Hello again! After 3 weeks of hard writing, my thesis is nearly finished. It only lacks a few edit rounds, so I can now eventually return back to work with CoolBasic V3 compiler. I’m sorry to say this, but I still have lots of work to do until I can start thinking of taking any actions to make the compiler public to anyone – including the DevTeam. As always in software engineering, surprising things tend to pop up, and almost every time they result in extended development time and higher cost. Fortunately I’m not under the pressure of any deadlines nor do I have to pay anything, but this is going to take considerably more time as originally intended. Let me explain why.

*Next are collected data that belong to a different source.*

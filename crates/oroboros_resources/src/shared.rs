//! # Shared Resource Manager
//!
//! Thread-shareable form of [`Manager`]: one lock per manager kind, so a
//! thread editing emitters never blocks one creating nodes.
//!
//! ```text
//!   gameplay thread ──> nodes() ──────────┐
//!                                         ├──> SharedManager
//!   effects thread ───> emitters() ───────┘
//! ```
//!
//! Locks are never taken in a nested order by this type. Callers holding
//! two guards at once should acquire them in declaration order (emitters,
//! force fields, nodes, clips).

use std::sync::Arc;

use oroboros_gpu_mirror::GpuBufferService;
use parking_lot::{Mutex, MutexGuard};

use crate::animation::{AnimationAuthoring, AnimationClipManager};
use crate::config::ResourceConfig;
use crate::emitter::EmitterManager;
use crate::force_field::ForceFieldManager;
use crate::manager::{Manager, ResourceStats};
use crate::node::NodeManager;
use crate::ResourceResult;

/// Resource managers behind per-kind locks.
#[derive(Debug)]
pub struct SharedManager {
    emitters: Mutex<EmitterManager>,
    force_fields: Mutex<ForceFieldManager>,
    nodes: Mutex<NodeManager>,
    clips: Mutex<AnimationClipManager>,
}

impl SharedManager {
    /// Builds every manager from `config`.
    ///
    /// # Errors
    ///
    /// As [`Manager::new`].
    pub fn new(
        config: ResourceConfig,
        service: Arc<dyn GpuBufferService>,
        authoring: Arc<dyn AnimationAuthoring>,
    ) -> ResourceResult<Self> {
        Ok(Manager::new(config, service, authoring)?.into_shared())
    }

    pub(crate) fn from_parts(
        emitters: EmitterManager,
        force_fields: ForceFieldManager,
        nodes: NodeManager,
        clips: AnimationClipManager,
    ) -> Self {
        Self {
            emitters: Mutex::new(emitters),
            force_fields: Mutex::new(force_fields),
            nodes: Mutex::new(nodes),
            clips: Mutex::new(clips),
        }
    }

    /// Locks the emitter manager.
    pub fn emitters(&self) -> MutexGuard<'_, EmitterManager> {
        self.emitters.lock()
    }

    /// Locks the force field manager.
    pub fn force_fields(&self) -> MutexGuard<'_, ForceFieldManager> {
        self.force_fields.lock()
    }

    /// Locks the node manager.
    pub fn nodes(&self) -> MutexGuard<'_, NodeManager> {
        self.nodes.lock()
    }

    /// Locks the animation clip manager.
    pub fn clips(&self) -> MutexGuard<'_, AnimationClipManager> {
        self.clips.lock()
    }

    /// Live counts per kind. Each count is taken under its own lock, so the
    /// snapshot is not atomic across kinds.
    #[must_use]
    pub fn stats(&self) -> ResourceStats {
        ResourceStats {
            emitters: self.emitters.lock().count(),
            force_fields: self.force_fields.lock().count(),
            nodes: self.nodes.lock().count(),
            animation_clips: self.clips.lock().count(),
        }
    }
}

// Send + Sync follows from the parts:
// - every manager is Send (collaborators are Arc<dyn .. + Send + Sync>)
// - parking_lot::Mutex<T: Send> is Sync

Before my break, I conducted some pressure tests on the compiler. I artificially generated a huge source code consisting of nearly 10,000 symbols and close to 2 million tokens. The average line length was around 1,000 characters. Those lines contained overly complicated expressions no-one would ever write anyway, but this kind of a code should be a good benchmark to test the true performance of the compiler. Now, even though CoolBasic V3 compiler is quite fast, this particular structure of the test program caused some of the compiler’s characteristics to exaggerate, causing cumulative increase in compile time.
The huge test program compiled in 12 seconds. Needless to say I was quite surprised. I knew this code could take a few moments to compile, but to be honest, I didn’t expect to see it taking that long. I found this intriguing, and I quickly ported the exact same code over to VB.NET, and ran the VB.NET compiler manually from command line. The process completed in 2 seconds, meaning CoolBasic was 6 times slower than VB.NET compiler. I’m too much of a perfectionist to let this be, because I know I can do better than that.
At this point I’d like to emphasize that “normal code” i.e. natural mix of “normal length” code lines, empty lines and indentations as well as wider diversity of different kinds of statements would probably bring CoolBasic compiler closer to VB.NET compiler. However, if I come to know that there’s a potential problem, I will fix it – even though nobody would ever write this kind of an absurd code. That’s indication of quality. The fact alone that something awful is possible, troubles me. Now, someone could think that this is all big waste of time, but the truth is that this is one of those things you’d better fix as early as possible because *if* somebody someday founds it, then you’d be screwed.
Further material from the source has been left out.